Dispatches from Pittcon 2018 in Orlando

F&B looking for increased data integrity – ACD/Labs

By Joseph James Whitworth

- Last updated on GMT

Graham McGibbon of ACD/Labs at Pittcon
Graham McGibbon of ACD/Labs at Pittcon
ACD/Labs is seeing early stages of adoption of its software by the food and beverage industry as the sector looks for ways to boost data integrity.

Graham McGibbon, director of strategic partnerships, said people are moving to such systems to facilitate everyday work from traditional methods such as excel.

“It is an established way of doing things but the industry is always looking for new and more robust ways in terms of data integrity. Being able to put all the data into a single platform, I believe, will become the way of the future and we are seeing the early stages of that now,” ​he told FoodQualityNews at Pittcon.

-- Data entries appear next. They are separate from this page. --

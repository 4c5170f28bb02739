// Copyright 2021 Twitter, Inc.
// Licensed under the Apache License, Version 2.0
// http://www.apache.org/licenses/LICENSE-2.0

//! Pattern based extraction of benchmark events from raw log text.
//!
//! Each extractor is an independent pass over the whole text. The three event
//! kinds are unrelated and may or may not appear in the same file. Records are
//! returned in the order they appear, and a malformed timestamp or number
//! inside a matched line fails the whole pass.

use crate::error::{Error, Result};
use crate::record::{DelayChangeRecord, IntervalRecord, LatencyRecord};
use crate::time::{localize_to_zone, parse_strict, parse_timestamp};

use chrono_tz::Tz;
use once_cell::sync::Lazy;
use regex::Regex;

/// Node whose injected delay is tracked unless configured otherwise.
pub const DEFAULT_DELAY_TARGET: &str = "node_three";

static LATENCY: Lazy<Regex> = Lazy::new(|| Regex::new(LATENCY_PATTERN).unwrap());
static INTERVAL: Lazy<Regex> = Lazy::new(|| Regex::new(INTERVAL_PATTERN).unwrap());

const LATENCY_PATTERN: &str = r"Req:\s+(\d{4}-\d{2}-\d{2} \d{2}:\d{2}:\d{2}\.\d+)N\s+\|\s+Res:.*?\|\s+(\d+)ms\s+\|(?:\s+)?(✅|❌)?";
const DELAY_PATTERN: &str =
    r"(\d{4}-\d{2}-\d{2} \d{2}:\d{2}:\d{2}(?:\.\d+)?)\s+[–—-]?\s+🔧 Applying delay: (\d+)ms to ";
const INTERVAL_PATTERN: &str = r"\[(.*?)\] Interval update for Node: (\d+)\s+→\s+(\d+)";

const FAILURE_GLYPH: &str = "❌";

fn delay_pattern(target: &str) -> Result<Regex> {
    let pattern = format!("{}{}", DELAY_PATTERN, regex::escape(target));
    Regex::new(&pattern)
        .map_err(|e| Error::Config(format!("bad delay target {:?}: {}", target, e)))
}

fn parse_number(field: &'static str, value: &str) -> Result<u64> {
    value.parse().map_err(|e| Error::parse(field, value, e))
}

/// Request/response latency lines, e.g.
///
/// `Req: 2024-01-01 00:00:00.000000N | Res: 2024-01-01 00:00:00.015000N | 15ms | ✅`
pub fn extract_latency_events(text: &str) -> Result<Vec<LatencyRecord>> {
    LATENCY
        .captures_iter(text)
        .map(|c| {
            Ok(LatencyRecord {
                timestamp: parse_strict("request time", &c[1])?,
                latency_ms: parse_number("latency", &c[2])?,
                is_error: c.get(3).map(|g| g.as_str() == FAILURE_GLYPH).unwrap_or(false),
            })
        })
        .collect()
}

/// Delay announcements for `target`, e.g.
///
/// `2024-01-01 00:00:05.5 - 🔧 Applying delay: 120ms to node_three`
///
/// The separator may be `-`, `–`, `—` or absent, and the fractional seconds
/// are optional.
pub fn extract_delay_events(text: &str, target: &str) -> Result<Vec<DelayChangeRecord>> {
    let re = delay_pattern(target)?;
    re.captures_iter(text)
        .map(|c| {
            Ok(DelayChangeRecord {
                timestamp: parse_strict("delay time", &c[1])?,
                delay_ms: parse_number("delay", &c[2])?,
            })
        })
        .collect()
}

/// Interval updates written by the adaptive nodes, e.g.
///
/// `[2025-04-19 16:19:56 EEST] Interval update for Node: 50 → 830`
///
/// `node_name` labels the log source; it is not part of the line. Timestamps
/// are brought into `zone`.
pub fn extract_interval_events(
    text: &str,
    node_name: &str,
    zone: &Tz,
) -> Result<Vec<IntervalRecord>> {
    INTERVAL
        .captures_iter(text)
        .map(|c| {
            let timestamp = parse_timestamp("interval time", &c[1])?;
            Ok(IntervalRecord {
                timestamp: localize_to_zone(&timestamp, zone),
                node_id: parse_number("node id", &c[2])?,
                node_name: node_name.to_string(),
                interval_ms: parse_number("interval", &c[3])?,
            })
        })
        .collect()
}

#[cfg(test)]
mod tests {
    use super::*;
    use chrono::{NaiveDate, NaiveDateTime, Timelike};

    fn at(h: u32, m: u32, s: u32, micro: u32) -> NaiveDateTime {
        NaiveDate::from_ymd_opt(2024, 1, 1)
            .unwrap()
            .and_hms_micro_opt(h, m, s, micro)
            .unwrap()
    }

    #[test]
    fn single_latency_line() {
        let text = "Req: 2024-01-01 00:00:00.000000N | Res: 2024-01-01 00:00:00.015000N | 15ms | ✅\n";
        let records = extract_latency_events(text).unwrap();
        assert_eq!(
            records,
            vec![LatencyRecord {
                timestamp: at(0, 0, 0, 0),
                latency_ms: 15,
                is_error: false,
            }]
        );
    }

    #[test]
    fn latency_lines_in_file_order_with_glyphs() {
        let text = "\
boot: cluster ready
Req: 2024-01-01 00:00:01.000000N | Res: 2024-01-01 00:00:01.020000N | 20ms | ✅
Req: 2024-01-01 00:00:02.500000N | Res: timeout | 1500ms | ❌
noise Req: garbage | 3ms |
Req: 2024-01-01 00:00:00.100000N | Res: 2024-01-01 00:00:00.142000N | 42ms |
";
        let records = extract_latency_events(text).unwrap();
        assert_eq!(records.len(), 3);
        assert_eq!(records[0].latency_ms, 20);
        assert!(!records[0].is_error);
        assert_eq!(records[1].latency_ms, 1500);
        assert!(records[1].is_error);
        assert_eq!(records[1].timestamp, at(0, 0, 2, 500_000));
        // not re-sorted even though it is earlier
        assert_eq!(records[2].timestamp, at(0, 0, 0, 100_000));
        assert!(!records[2].is_error);
    }

    #[test]
    fn latency_with_bad_date_is_fatal() {
        let text = "Req: 2024-02-31 00:00:00.000000N | Res: x | 5ms | ✅";
        match extract_latency_events(text) {
            Err(Error::Parse { field, .. }) => assert_eq!(field, "request time"),
            other => panic!("expected parse error, got {:?}", other),
        }
    }

    #[test]
    fn latency_overflow_is_fatal() {
        let text = "Req: 2024-01-01 00:00:00.000000N | Res: x | 99999999999999999999999ms | ✅";
        assert!(matches!(
            extract_latency_events(text),
            Err(Error::Parse { field: "latency", .. })
        ));
    }

    #[test]
    fn no_latency_lines() {
        assert!(extract_latency_events("nothing to see").unwrap().is_empty());
    }

    #[test]
    fn delay_separators_and_fractions() {
        let text = "\
2024-01-01 00:00:00 - 🔧 Applying delay: 20ms to node_three
2024-01-01 00:00:10.5 – 🔧 Applying delay: 78ms to node_three
2024-01-01 00:00:20.250000 — 🔧 Applying delay: 136ms to node_three
2024-01-01 00:00:30  🔧 Applying delay: 195ms to node_three
2024-01-01 00:00:40 - 🔧 Applying delay: 999ms to node_one
";
        let records = extract_delay_events(text, DEFAULT_DELAY_TARGET).unwrap();
        let delays: Vec<u64> = records.iter().map(|r| r.delay_ms).collect();
        assert_eq!(delays, vec![20, 78, 136, 195]);
        assert_eq!(records[0].timestamp, at(0, 0, 0, 0));
        assert_eq!(records[1].timestamp, at(0, 0, 10, 500_000));
        assert_eq!(records[2].timestamp, at(0, 0, 20, 250_000));
        assert_eq!(records[3].timestamp, at(0, 0, 30, 0));
    }

    #[test]
    fn delay_target_is_literal() {
        let text = "2024-01-01 00:00:00 - 🔧 Applying delay: 20ms to node.3\n\
                    2024-01-01 00:00:01 - 🔧 Applying delay: 30ms to node_3\n";
        let records = extract_delay_events(text, "node.3").unwrap();
        assert_eq!(records.len(), 1);
        assert_eq!(records[0].delay_ms, 20);
    }

    #[test]
    fn interval_updates_are_localized() {
        let zone: Tz = "Europe/Kyiv".parse().unwrap();
        let text = "\
📝 Writing log to /logs/node_50.log
[2025-04-19 16:19:56 EEST] Interval update for Node: 50 → 830
[2025-04-19 13:20:06 UTC] Interval update for Node: 50 → 845
";
        let records = extract_interval_events(text, "node_one", &zone).unwrap();
        assert_eq!(records.len(), 2);
        assert_eq!(records[0].node_id, 50);
        assert_eq!(records[0].node_name, "node_one");
        assert_eq!(records[0].interval_ms, 830);
        assert_eq!(records[0].timestamp.hour(), 16);
        assert_eq!(records[1].interval_ms, 845);
        assert_eq!(records[1].timestamp.hour(), 16);
        assert_eq!(records[1].timestamp.minute(), 20);
    }

    #[test]
    fn interval_with_unparseable_timestamp_is_fatal() {
        let zone: Tz = "Europe/Kyiv".parse().unwrap();
        let text = "[sometime] Interval update for Node: 50 → 830";
        assert!(matches!(
            extract_interval_events(text, "node_one", &zone),
            Err(Error::Parse { .. })
        ));
    }
}
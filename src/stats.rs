// Copyright 2021 Twitter, Inc.
// Licensed under the Apache License, Version 2.0
// http://www.apache.org/licenses/LICENSE-2.0

use crate::error::{Error, Result};
use crate::record::LatencyRecord;

use serde_derive::Serialize;

/// Summary of one benchmark run's latency records.
#[derive(Clone, Debug, PartialEq, Serialize)]
pub struct RunSummary {
    pub count: usize,
    pub errors: usize,
    pub min_ms: u64,
    pub max_ms: u64,
    pub mean_ms: f64,
}

impl RunSummary {
    pub fn new(records: &[LatencyRecord]) -> Result<Self> {
        if records.is_empty() {
            return Err(Error::empty("latency summary"));
        }
        let mut errors = 0;
        let mut min = u64::MAX;
        let mut max = 0;
        let mut total = 0.0;
        for record in records {
            if record.is_error {
                errors += 1;
            }
            min = min.min(record.latency_ms);
            max = max.max(record.latency_ms);
            total += record.latency_ms as f64;
        }
        Ok(Self {
            count: records.len(),
            errors,
            min_ms: min,
            max_ms: max,
            mean_ms: total / records.len() as f64,
        })
    }

    /// percentage of requests without the failure marker
    pub fn success_rate(&self) -> f64 {
        100.0 * (self.count - self.errors) as f64 / self.count as f64
    }

    pub fn print(&self, label: &str) {
        info!("-----");
        info!("{}: Requests: {} Errors: {}", label, self.count, self.errors);
        info!("{}: Success: {:.2} %", label, self.success_rate());
        info!(
            "{}: Latency: min: {} ms max: {} ms avg: {:.2} ms",
            label, self.min_ms, self.max_ms, self.mean_ms
        );
    }
}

Adoption to meet data integrity need

In industries like pharmaceutical and food and beverage best practices are adopted rapidly, said McGibbon.

“So if this provides a level of data integrity and line of sight for decisions that exceeds what’s going on with the data from instruments, transcribing to excel spreadsheets and having meetings and exchanging standard types of documents and facilitates communication better, then people will adopt it relatively quickly and I think we will see it over the next few years.

“The underlying technologies, because it is analytical data at the heart, are common between the [F&B industries] and we know that companies are closely related in what they do. They use the same kinds of equipment and have similar concerns in that toxic impurities are undesirable in food and beverages as much, or more so, than they are in medications.

“People have the same need to characterize impurities, it is generally just the level and differences in workflows and decisions in how they go about characterizing impurities.”

ACD/Labs has software to aid with looking at new components for product development, toxicity and degradation research and testing of food and beverages to ensure safety and shelf life.

It allows users to access experimental measurements from instruments and analytical techniques and apply interpretation algorithms to find an answer.

Informatics is used to address challenges in manufacturing such as synthetic steps in a chemical process; addition of ingredients; stirring or agitation and heating or chilling or formulation issues during consumer product production.

McGibbon said in impurities analysis people are usually looking for optimal methods of separation to make sure they identify all the possible impurities for the synthesis process.

“So they are doing a modest amount of chromatography in drug development, our primary marketplace,” ​he said.

“People are acquiring tens or hundreds of chromatography datasets as opposed to thousands or millions typically. The extra characterisation data is probably numbering in the 50s or 100s per study because the number of impurities is ideally low.

“There are classifications for impurities for pharmaceuticals, there are things relating to starting material by-products and residual solvents.

“There are a number of categories they can be classified into and the software lets you colour code the impurities if they fall into certain classes and that distinguishes them from the desired intermediates of a particular synthetic step and the API which will be the overall target of a synthetic process.”

Luminata update

ACD/Labs released a version of its ACD/Spectrus Platform with enhanced functionality and introduction to the Luminata impurity data management. We spoke to the company at Pittcon 2017​ about the launch of the platform.

McGibbon said it is seeing uptake of Luminata by customers in the marketplace who are using the software to bring data and chemical structures together in the interface.

“Things which they always wanted to do, like tracking compounds across different process stages, something that they can see as soon as they’ve acquired the data and put it into the system, which was a lot of work before,” ​he said.

“In most cases people are acquiring LC-UV and LC-MS data to know the amounts of materials that are present with the impurities along with the API or intermediates they are trying to synthesize.

“They use the MS for identification initially by mass but when they find substantial amounts of impurities – there are levels specified by regulatory authorities – they need to identify or characterize some of those.

“They turn to high resolution accurate mass spectrometry and they can put those kind of spectral data or values into the system or NMR spectra – 1D or 2D NMR spectra and the underlying technology for Luminata allows you to handle that kind of analytical data.”

The chemistry part of the interface allows people to see process reactions and the various stages of synthesis from intermediate one, intermediate two all the way through to an API.

“All the impurities are listed within that interface as they are detected from the chromatography data. When you bring chromatography data you can see a chromatogram for certain wavelengths,” ​said McGibbon.